关键词 > DATA1001/ENVX1002
DATA1001/ENVX1002 Foundations of Data Science/Introduction to Statistical Methods Semester 1 Main, 2018
发布时间:2023-05-15
Hello, dear friend, you can consult us at any time if you have any questions, add WeChat: daixieit
Semester 1 Main, 2018
DATA1001/ENVX1002
Foundations of Data Science/Introduction to Statistical Methods
1. In late 2012, Transport for NSW introduced the Opal Card, which is a credit-card sized smartcard for paying for public transport in Sydney and nearby areas. A passenger taps “on”when they begin their journey, and taps“o↵”when they reach their destination.

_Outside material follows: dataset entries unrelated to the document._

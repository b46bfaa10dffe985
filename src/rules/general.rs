//! General-category rules: command naming, verb choice, help link, and
//! confirmation support.
//!
//! | ID | Severity | What it checks |
//! |----|----------|----------------|
//! | `general/approved-verb` | Required | Verb appears in the approved-verb list |
//! | `general/name-special-chars` | Required | Name has no shell-special characters |
//! | `general/single-hyphen` | Required | Exactly one verb-noun hyphen |
//! | `general/singular-noun` | Required | Noun is singular |
//! | `general/pascal-case-name` | Required | Name segments are Pascal case |
//! | `general/pascal-case-parameters` | Required | Parameter names are Pascal case |
//! | `general/reserved-parameter-names` | Required | No collision with common parameters |
//! | `general/help-uri-present` | Required | A help URI is declared |
//! | `general/help-uri-resolves` | Required | The help URI answers with a non-error status |
//! | `general/confirm-for-destructive-verb` | Required | Destructive verbs expose `Confirm` |
//! | `general/force-with-high-impact` | Required | High-impact confirmable commands expose `Force` |
//! | `general/avoid-invoke-verb` | Required | `Invoke` only with script/command nouns |
//! | `general/noun-not-empty` | Optional | Name carries a noun segment |

use crate::descriptor::{CommandDescriptor, CommandKind, COMMON_PARAMETER_NAMES};
use crate::rule::{Category, Rule, RuleContext, RuleOutcome, Severity};
use crate::rules::{is_pascal_case, NO_SOURCE_TEXT};
use std::sync::LazyLock;

/// Characters with shell meaning that must not appear in a command name.
const SPECIAL_NAME_CHARS: &[char] = &[
    '#', ',', '(', ')', '{', '}', '[', ']', '&', '/', '\\', '$', '^', ';', ':', '"', '\'', '<',
    '>', '|', '?', '@', '`', '*', '%', '+', '=', '~', ' ',
];

/// Noun suffixes that look plural but are allowed.
const SINGULAR_EXCEPTIONS: &[&str] = &["status", "ous", "ss", "ics"];

/// Verbs whose effect is destructive enough to require confirmation support.
const DESTRUCTIVE_VERBS: &[&str] = &["Stop", "Remove", "Revoke"];

/// Nouns that justify the generic `Invoke` verb.
const INVOKE_NOUN_MARKERS: &[&str] = &["script", "command", "method"];

/// Declaration of an engine-provided common parameter inside source text.
static RE_RESERVED_DECLARATION: LazyLock<regex::Regex> = LazyLock::new(|| {
    regex::Regex::new(
        r"(?i)\$(Verbose|Debug|ErrorAction|WarningAction|InformationAction|ErrorVariable|WarningVariable|InformationVariable|OutVariable|OutBuffer|PipelineVariable|UseTransaction|Confirm|WhatIf)\b",
    )
    .unwrap()
});

/// A `ConfirmImpact = High` declaration inside source text.
static RE_HIGH_IMPACT: LazyLock<regex::Regex> =
    LazyLock::new(|| regex::Regex::new(r#"(?i)ConfirmImpact\s*=\s*['"]?High"#).unwrap());

fn approved_verb(d: &CommandDescriptor, ctx: &RuleContext) -> RuleOutcome {
    if d.kind == CommandKind::Alias {
        return RuleOutcome::skipped("aliases carry the target command's verb");
    }
    let Some(verbs) = ctx.approved_verbs else {
        return RuleOutcome::skipped("approved-verb list unavailable");
    };
    if verbs.contains(d.verb()) {
        RuleOutcome::passed()
    } else {
        RuleOutcome::failed_with([d.verb().to_string()])
    }
}

fn name_special_chars(d: &CommandDescriptor, _ctx: &RuleContext) -> RuleOutcome {
    let offending: Vec<String> = d
        .name
        .chars()
        .filter(|c| SPECIAL_NAME_CHARS.contains(c))
        .map(|c| c.to_string())
        .collect();
    RuleOutcome::fail_if_any(offending)
}

fn single_hyphen(d: &CommandDescriptor, _ctx: &RuleContext) -> RuleOutcome {
    if d.name.matches('-').count() == 1 {
        RuleOutcome::passed()
    } else {
        RuleOutcome::failed_with([d.name.clone()])
    }
}

fn singular_noun(d: &CommandDescriptor, _ctx: &RuleContext) -> RuleOutcome {
    let noun = d.noun();
    if noun.is_empty() {
        return RuleOutcome::skipped("name has no noun segment");
    }
    let lower = noun.to_lowercase();
    if !lower.ends_with('s') {
        return RuleOutcome::passed();
    }
    if SINGULAR_EXCEPTIONS.iter().any(|suf| lower.ends_with(suf)) {
        RuleOutcome::passed()
    } else {
        RuleOutcome::failed_with([noun.to_string()])
    }
}

fn pascal_case_name(d: &CommandDescriptor, _ctx: &RuleContext) -> RuleOutcome {
    let offending: Vec<String> = d
        .name
        .split('-')
        .filter(|seg| !is_pascal_case(seg))
        .map(|seg| seg.to_string())
        .collect();
    RuleOutcome::fail_if_any(offending)
}

fn pascal_case_parameters(d: &CommandDescriptor, _ctx: &RuleContext) -> RuleOutcome {
    let mut params = d.user_parameters().peekable();
    if params.peek().is_none() {
        return RuleOutcome::skipped("command declares no parameters");
    }
    let offending: Vec<String> = params
        .filter(|p| !is_pascal_case(&p.name))
        .map(|p| p.name.clone())
        .collect();
    RuleOutcome::fail_if_any(offending)
}

fn reserved_parameter_names(d: &CommandDescriptor, _ctx: &RuleContext) -> RuleOutcome {
    if d.kind == CommandKind::Compiled {
        return RuleOutcome::skipped("precompiled command");
    }
    // Introspected parameter tables merge engine-provided common parameters
    // with user declarations, so the collision has to be found in the source
    // text, where only user declarations appear.
    let Some(source) = d.raw_definition.as_deref() else {
        return RuleOutcome::skipped(NO_SOURCE_TEXT);
    };
    let offending: Vec<String> = RE_RESERVED_DECLARATION
        .captures_iter(source)
        .filter_map(|c| c.get(1))
        .map(|m| {
            // Report the canonical casing, not whatever the source used.
            COMMON_PARAMETER_NAMES
                .iter()
                .find(|n| n.eq_ignore_ascii_case(m.as_str()))
                .map(|n| n.to_string())
                .unwrap_or_else(|| m.as_str().to_string())
        })
        .collect();
    let mut deduped = offending;
    deduped.sort();
    deduped.dedup();
    RuleOutcome::fail_if_any(deduped)
}

fn help_uri_present(d: &CommandDescriptor, _ctx: &RuleContext) -> RuleOutcome {
    match d.help_uri.as_deref() {
        Some(uri) if !uri.trim().is_empty() => RuleOutcome::passed(),
        _ => RuleOutcome::failed(),
    }
}

fn help_uri_resolves(d: &CommandDescriptor, ctx: &RuleContext) -> RuleOutcome {
    let Some(uri) = d.help_uri.as_deref().filter(|u| !u.trim().is_empty()) else {
        return RuleOutcome::skipped("no help URI declared");
    };
    let Some(probe) = ctx.probe else {
        return RuleOutcome::skipped("no URL probe configured");
    };
    let timeout = ctx.options.probe_timeout;
    // One retry on transport failure; an unreachable help page is then a
    // failure, not a skip.
    let status = probe
        .fetch_status(uri, timeout)
        .or_else(|_| probe.fetch_status(uri, timeout));
    match status {
        Ok(code) if code < 400 => RuleOutcome::passed(),
        Ok(code) => RuleOutcome::failed_with([format!("{uri} returned status {code}")]),
        Err(e) => RuleOutcome::failed_with([format!("{uri}: {e}")]),
    }
}

fn confirm_for_destructive_verb(d: &CommandDescriptor, _ctx: &RuleContext) -> RuleOutcome {
    if !DESTRUCTIVE_VERBS
        .iter()
        .any(|v| v.eq_ignore_ascii_case(d.verb()))
    {
        return RuleOutcome::skipped("verb is not destructive");
    }
    if d.parameter("Confirm").is_some() {
        RuleOutcome::passed()
    } else {
        RuleOutcome::failed_with([d.verb().to_string()])
    }
}

fn force_with_high_impact(d: &CommandDescriptor, _ctx: &RuleContext) -> RuleOutcome {
    let Some(source) = d.raw_definition.as_deref() else {
        return RuleOutcome::skipped(NO_SOURCE_TEXT);
    };
    if !RE_HIGH_IMPACT.is_match(source) || d.parameter("Confirm").is_none() {
        return RuleOutcome::passed();
    }
    if d.parameter("Force").is_some() {
        RuleOutcome::passed()
    } else {
        RuleOutcome::failed()
    }
}

fn avoid_invoke_verb(d: &CommandDescriptor, _ctx: &RuleContext) -> RuleOutcome {
    if !d.verb().eq_ignore_ascii_case("Invoke") {
        return RuleOutcome::passed();
    }
    let noun = d.noun().to_lowercase();
    if noun == "item" || INVOKE_NOUN_MARKERS.iter().any(|m| noun.contains(m)) {
        RuleOutcome::passed()
    } else {
        RuleOutcome::failed_with([d.noun().to_string()])
    }
}

fn noun_not_empty(d: &CommandDescriptor, _ctx: &RuleContext) -> RuleOutcome {
    if d.noun().is_empty() {
        RuleOutcome::failed_with([d.name.clone()])
    } else {
        RuleOutcome::passed()
    }
}

/// General-category catalogue entries.
pub fn rules() -> Vec<Rule> {
    vec![
        Rule {
            id: "general/approved-verb",
            category: Category::General,
            severity: Severity::Required,
            rationale: "The verb must come from the approved-verb list because nonstandard verbs make commands hard to discover",
            predicate: approved_verb,
        },
        Rule {
            id: "general/name-special-chars",
            category: Category::General,
            severity: Severity::Required,
            rationale: "The name must avoid shell-special characters because they break tab completion and tokenization",
            predicate: name_special_chars,
        },
        Rule {
            id: "general/single-hyphen",
            category: Category::General,
            severity: Severity::Required,
            rationale: "The name must contain exactly one hyphen because the verb-noun split is defined by it",
            predicate: single_hyphen,
        },
        Rule {
            id: "general/singular-noun",
            category: Category::General,
            severity: Severity::Required,
            rationale: "The noun must be singular because commands operate on one kind of thing and pluralization is expressed by the pipeline",
            predicate: singular_noun,
        },
        Rule {
            id: "general/pascal-case-name",
            category: Category::General,
            severity: Severity::Required,
            rationale: "Name segments must use Pascal case because mixed casing is the convention every standard command follows",
            predicate: pascal_case_name,
        },
        Rule {
            id: "general/pascal-case-parameters",
            category: Category::General,
            severity: Severity::Required,
            rationale: "Parameter names must use Pascal case because mixed casing is the convention every standard parameter follows",
            predicate: pascal_case_parameters,
        },
        Rule {
            id: "general/reserved-parameter-names",
            category: Category::General,
            severity: Severity::Required,
            rationale: "Parameters must not collide with common parameter names because the engine provides those automatically",
            predicate: reserved_parameter_names,
        },
        Rule {
            id: "general/help-uri-present",
            category: Category::General,
            severity: Severity::Required,
            rationale: "A help URI must be declared because online help is the primary documentation channel",
            predicate: help_uri_present,
        },
        Rule {
            id: "general/help-uri-resolves",
            category: Category::General,
            severity: Severity::Required,
            rationale: "The help URI must resolve because a dead documentation link is worse than none",
            predicate: help_uri_resolves,
        },
        Rule {
            id: "general/confirm-for-destructive-verb",
            category: Category::General,
            severity: Severity::Required,
            rationale: "Destructive verbs must support -Confirm because irreversible actions need an interactive guard",
            predicate: confirm_for_destructive_verb,
        },
        Rule {
            id: "general/force-with-high-impact",
            category: Category::General,
            severity: Severity::Required,
            rationale: "High-impact confirmable commands must offer -Force because unattended scripts need a way past the prompt",
            predicate: force_with_high_impact,
        },
        Rule {
            id: "general/avoid-invoke-verb",
            category: Category::General,
            severity: Severity::Required,
            rationale: "The generic Invoke verb should be avoided because a specific verb describes the action better",
            predicate: avoid_invoke_verb,
        },
        Rule {
            id: "general/noun-not-empty",
            category: Category::General,
            severity: Severity::Optional,
            rationale: "The name should carry a noun segment because a bare verb says nothing about the target",
            predicate: noun_not_empty,
        },
    ]
}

Data was collected over a week in July 2016 for the following 6 variables:
• mode of public transport - bus, train, light rail and ferry.
• date - in yyyymmdd format, eg 20160730 is 30/07/2016.
• tap type - “on”and“o↵”.
• time - in 24hr time collected in 15 minute intervals.
• location - denoted by postcode and names of train stations, ferry wharves and light rail stops.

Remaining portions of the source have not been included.